5 stars
In a book worthy of Michael Crichton’s legacy, A.G. Riddle delivers a non-put-downable, twisty, stay-up-late reading scientific thriller of parallel universes and quantum entanglement theory that upends your very sense of the flow of time.
A group of five scientists, originally connected via Stanford, get venture funding to try to develop a transportation device that could instantaneously move items around the globe using quantum entanglement theory. Turns out all the scientists have both deeply guarded secrets as well as financial distress that leads them to take the venture funding. They also have no idea if the idea is feasible until an accidental discovery enables them to create a time-travel device, Absolom, that can move mass into parallel universes. Trying to fund their company, the best use they come up with is for the exile of dangerous criminals and terrorists to the pre-historic past, with governments paying licensing fees to use the technology. Out of fear of Absolom, crime on Earth goes away.

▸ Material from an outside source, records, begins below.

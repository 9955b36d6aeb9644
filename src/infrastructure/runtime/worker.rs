//! Async worker - runs in Tokio runtime and drives the dapp services

use std::collections::HashMap;
use std::sync::mpsc::{Receiver, Sender};
use std::sync::Arc;
use std::time::{Duration, Instant};

use alloy_primitives::U256;
use anyhow::Result;

use crate::dapp::{
    CancelHandle, CancelToken, CounterRefreshError, Dapp, FaucetRefreshError, FaucetView,
    RefreshTarget, ViewSink,
};
use crate::domain::abi::ContractKind;
use crate::domain::eligibility::SystemClock;
use crate::domain::error::{TxError, ValidationError};
use crate::domain::lifecycle::{ActionSlot, TxState};
use crate::infrastructure::ethereum::{create_client, ChainClient, ProviderConfig};
use crate::infrastructure::runtime::bridge::{
    ContractAddresses, RuntimeCommand, RuntimeEvent, WorkerSetup,
};

/// How often accounts and chain id are re-read
const SESSION_SYNC_INTERVAL: Duration = Duration::from_secs(5);

/// Forwards fresh reads to the TUI
struct EventSink {
    evt_tx: Sender<RuntimeEvent>,
}

impl ViewSink for EventSink {
    fn faucet(&self, result: &Result<FaucetView, FaucetRefreshError>) {
        let event = match result {
            Ok(view) => RuntimeEvent::FaucetRefreshed(view.clone()),
            Err(err) => RuntimeEvent::FaucetRefreshFailed(err.clone()),
        };
        let _ = self.evt_tx.send(event);
    }

    fn counter(&self, result: &Result<U256, CounterRefreshError>) {
        let event = match result {
            Ok(value) => RuntimeEvent::CounterRefreshed(*value),
            Err(err) => RuntimeEvent::CounterRefreshFailed(err.clone()),
        };
        let _ = self.evt_tx.send(event);
    }
}

/// Run the async worker loop
pub async fn run_async_worker(
    setup: WorkerSetup,
    cmd_rx: Receiver<RuntimeCommand>,
    evt_tx: Sender<RuntimeEvent>,
) -> Result<()> {
    if setup.endpoints.is_empty() {
        anyhow::bail!("No endpoints configured");
    }

    let mut endpoint_index = 0usize;
    let mut dapp: Option<Arc<Dapp>> = None;
    // Handles of every action still holding its token, per slot
    let mut cancels: HashMap<ActionSlot, Vec<CancelHandle>> = HashMap::new();
    let mut last_sync = Instant::now();

    loop {
        // Try to connect if not connected
        if dapp.is_none() {
            let config = setup.endpoints[endpoint_index].clone();
            match connect_to_endpoint(&setup, &config, &evt_tx).await {
                Ok(connected) => {
                    spawn_forwarders(&connected, &evt_tx);
                    tokio::spawn(refresh_everything(connected.clone(), evt_tx.clone()));
                    dapp = Some(connected);
                    last_sync = Instant::now();
                }
                Err(err) => {
                    tracing::warn!(endpoint = %config.display(), error = %format!("{:#}", err), "connection failed");
                    let _ = evt_tx.send(RuntimeEvent::Error {
                        message: format!("Connection failed ({}): {:#}", config.display(), err),
                    });

                    // Try next endpoint if available
                    if setup.endpoints.len() > 1 {
                        endpoint_index = (endpoint_index + 1) % setup.endpoints.len();
                    }

                    // Keep answering commands while offline
                    while let Ok(cmd) = cmd_rx.try_recv() {
                        match cmd {
                            RuntimeCommand::Shutdown => return Ok(()),
                            RuntimeCommand::SwitchEndpoint { index } if index < setup.endpoints.len() => {
                                endpoint_index = index;
                            }
                            other => reject_offline(&other, &evt_tx),
                        }
                    }

                    tokio::time::sleep(Duration::from_millis(900)).await;
                    continue;
                }
            }
        }

        let Some(current) = dapp.clone() else {
            continue;
        };

        // Process commands (non-blocking)
        while let Ok(cmd) = cmd_rx.try_recv() {
            match cmd {
                RuntimeCommand::Shutdown => return Ok(()),

                RuntimeCommand::SwitchEndpoint { index } => {
                    if index >= setup.endpoints.len() {
                        let _ = evt_tx.send(RuntimeEvent::Error {
                            message: format!(
                                "Invalid endpoint index {} ({} total)",
                                index,
                                setup.endpoints.len()
                            ),
                        });
                        continue;
                    }
                    endpoint_index = index;
                    dapp = None;
                    cancels.clear();
                    break;
                }

                RuntimeCommand::Connect => {
                    let current = current.clone();
                    let evt_tx = evt_tx.clone();
                    tokio::spawn(async move {
                        match current.connect().await {
                            Ok(_) => refresh_everything(current, evt_tx).await,
                            Err(err) => {
                                let _ = evt_tx.send(RuntimeEvent::Error {
                                    message: format!("Wallet connection failed: {}", err),
                                });
                            }
                        }
                    });
                }

                RuntimeCommand::Disconnect => current.disconnect(),

                RuntimeCommand::SelectAccount { index } => {
                    if current.session().select_account(index).is_some() {
                        tokio::spawn(refresh_everything(current.clone(), evt_tx.clone()));
                    } else {
                        let _ = evt_tx.send(RuntimeEvent::Error {
                            message: format!("No account at index {}", index),
                        });
                    }
                }

                RuntimeCommand::RefreshFaucet => {
                    let current = current.clone();
                    let evt_tx = evt_tx.clone();
                    tokio::spawn(async move {
                        match current.session().require_connected() {
                            Ok(account) => {
                                let result = current.refresh_faucet(account).await;
                                EventSink { evt_tx }.faucet(&result);
                            }
                            Err(err) => {
                                let _ = evt_tx.send(RuntimeEvent::Error {
                                    message: err.to_string(),
                                });
                            }
                        }
                    });
                }

                RuntimeCommand::RefreshCounter => {
                    let current = current.clone();
                    let evt_tx = evt_tx.clone();
                    tokio::spawn(async move {
                        let result = current.refresh_counter().await;
                        EventSink { evt_tx }.counter(&result);
                    });
                }

                RuntimeCommand::CancelPending { slot } => {
                    for handle in cancels.remove(&slot).unwrap_or_default() {
                        handle.cancel();
                    }
                }

                action => {
                    let Some(slot) = action_slot(&action) else {
                        continue;
                    };
                    let (handle, token) = CancelToken::pair();
                    let handles = cancels.entry(slot).or_default();
                    handles.retain(|handle| !handle.is_closed());
                    handles.push(handle);
                    spawn_action(current.clone(), slot, action, token, &evt_tx);
                }
            }
        }

        if dapp.is_some() && last_sync.elapsed() >= SESSION_SYNC_INTERVAL {
            last_sync = Instant::now();
            let current = current.clone();
            let evt_tx = evt_tx.clone();
            tokio::spawn(async move {
                match current.sync_session().await {
                    Ok(true) => refresh_everything(current, evt_tx).await,
                    Ok(false) => {}
                    Err(err) => tracing::debug!(error = %err, "session sync failed"),
                }
            });
        }

        tokio::time::sleep(Duration::from_millis(10)).await;
    }
}

/// Build the client and services for one endpoint and connect the wallet
async fn connect_to_endpoint(
    setup: &WorkerSetup,
    config: &ProviderConfig,
    evt_tx: &Sender<RuntimeEvent>,
) -> Result<Arc<Dapp>> {
    let client: Arc<dyn ChainClient> = Arc::new(create_client(config, setup.wallet.clone()).await?);
    let dapp = Arc::new(Dapp::new(
        client,
        &setup.config,
        &setup.interfaces,
        Arc::new(SystemClock),
    )?);
    dapp.connect().await?;

    let contracts = ContractAddresses {
        token: setup.config.contract(ContractKind::Token)?,
        faucet: setup.config.contract(ContractKind::Faucet)?,
        counter: setup.config.contract(ContractKind::Counter)?,
    };
    let _ = evt_tx.send(RuntimeEvent::Connected {
        endpoint: config.display(),
        wallet: setup.wallet.describe(),
        contracts,
    });
    Ok(dapp)
}

/// Mirror session and slot watch channels into events
fn spawn_forwarders(dapp: &Arc<Dapp>, evt_tx: &Sender<RuntimeEvent>) {
    let mut session = dapp.session().subscribe();
    let _ = evt_tx.send(RuntimeEvent::Session(session.borrow_and_update().clone()));
    let session_tx = evt_tx.clone();
    tokio::spawn(async move {
        while session.changed().await.is_ok() {
            let snapshot = session.borrow_and_update().clone();
            if session_tx.send(RuntimeEvent::Session(snapshot)).is_err() {
                break;
            }
        }
    });

    for slot in ActionSlot::ALL {
        let mut rx = dapp.manager().subscribe(slot);
        let evt_tx = evt_tx.clone();
        tokio::spawn(async move {
            while rx.changed().await.is_ok() {
                let state = rx.borrow_and_update().clone();
                if evt_tx.send(RuntimeEvent::TxState { slot, state }).is_err() {
                    break;
                }
            }
        });
    }
}

fn action_slot(cmd: &RuntimeCommand) -> Option<ActionSlot> {
    match cmd {
        RuntimeCommand::Claim { .. } => Some(ActionSlot::Claim),
        RuntimeCommand::Increment => Some(ActionSlot::Increment),
        RuntimeCommand::IncrementBy { .. } => Some(ActionSlot::IncrementBy),
        RuntimeCommand::Fund { .. } => Some(ActionSlot::Fund),
        _ => None,
    }
}

/// Run an action on its own task
fn spawn_action(
    dapp: Arc<Dapp>,
    slot: ActionSlot,
    action: RuntimeCommand,
    cancel: CancelToken,
    evt_tx: &Sender<RuntimeEvent>,
) {
    let evt_tx = evt_tx.clone();

    tokio::spawn(async move {
        let sink = EventSink {
            evt_tx: evt_tx.clone(),
        };
        let refresher = dapp.refresher(RefreshTarget::for_slot(slot), &sink);
        let result = match action {
            RuntimeCommand::Claim { next_claim_at } => dapp.claim(cancel, next_claim_at, &refresher).await,
            RuntimeCommand::Increment => dapp.increment(cancel, &refresher).await,
            RuntimeCommand::IncrementBy { amount } => dapp.increment_by(cancel, amount, &refresher).await,
            RuntimeCommand::Fund { amount } => dapp.fund(cancel, amount, &refresher).await,
            _ => return,
        };
        let _ = evt_tx.send(RuntimeEvent::ActionFinished { slot, result });
    });
}

/// Re-read every view for the current account
async fn refresh_everything(dapp: Arc<Dapp>, evt_tx: Sender<RuntimeEvent>) {
    let Ok(account) = dapp.session().require_connected() else {
        return;
    };
    let sink = EventSink {
        evt_tx: evt_tx.clone(),
    };
    let (faucet, counter) = dapp.refresh_all(account).await;
    sink.faucet(&faucet);
    sink.counter(&counter);

    if let Ok(faucet) = dapp.faucet() {
        if let Ok(interval) = faucet.claim_interval(dapp.client().as_ref()).await {
            let _ = evt_tx.send(RuntimeEvent::ClaimInterval(interval));
        }
    }
}

/// Writes issued before a chain client exists fail as not connected
fn reject_offline(cmd: &RuntimeCommand, evt_tx: &Sender<RuntimeEvent>) {
    let Some(slot) = action_slot(cmd) else {
        return;
    };
    let error = TxError::Validation(ValidationError::NotConnected);
    let _ = evt_tx.send(RuntimeEvent::TxState {
        slot,
        state: TxState::Failed {
            error: error.clone(),
            hash: None,
        },
    });
    let _ = evt_tx.send(RuntimeEvent::ActionFinished {
        slot,
        result: Err(error),
    });
}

Which is all fine until one of the scientists, Sam, is wrongly accused of murdering his colleague and lover Nora. From there everything in the Absolum world starts to unravel, and you find yourself immersed a scary murder mystery with time travel, dinosaur battling, and spying. Each character proves so compelling that you get swept up in their individual life stories as well as their intense team dynamics.
Best of all, the intensity of the plot has you quickly suspending disbelief and simply immersing yourself in where this thrilling ride will take you and who indeed is the murderer of Nora. Clear your time for this one, as you’ll not be able to stop reading. Next up- I’m completely inspired to read some of A.G. Riddle’s other novels!
Thanks to Head of Zeus, AdAstra and NetGalley for an advanced reader’s copy.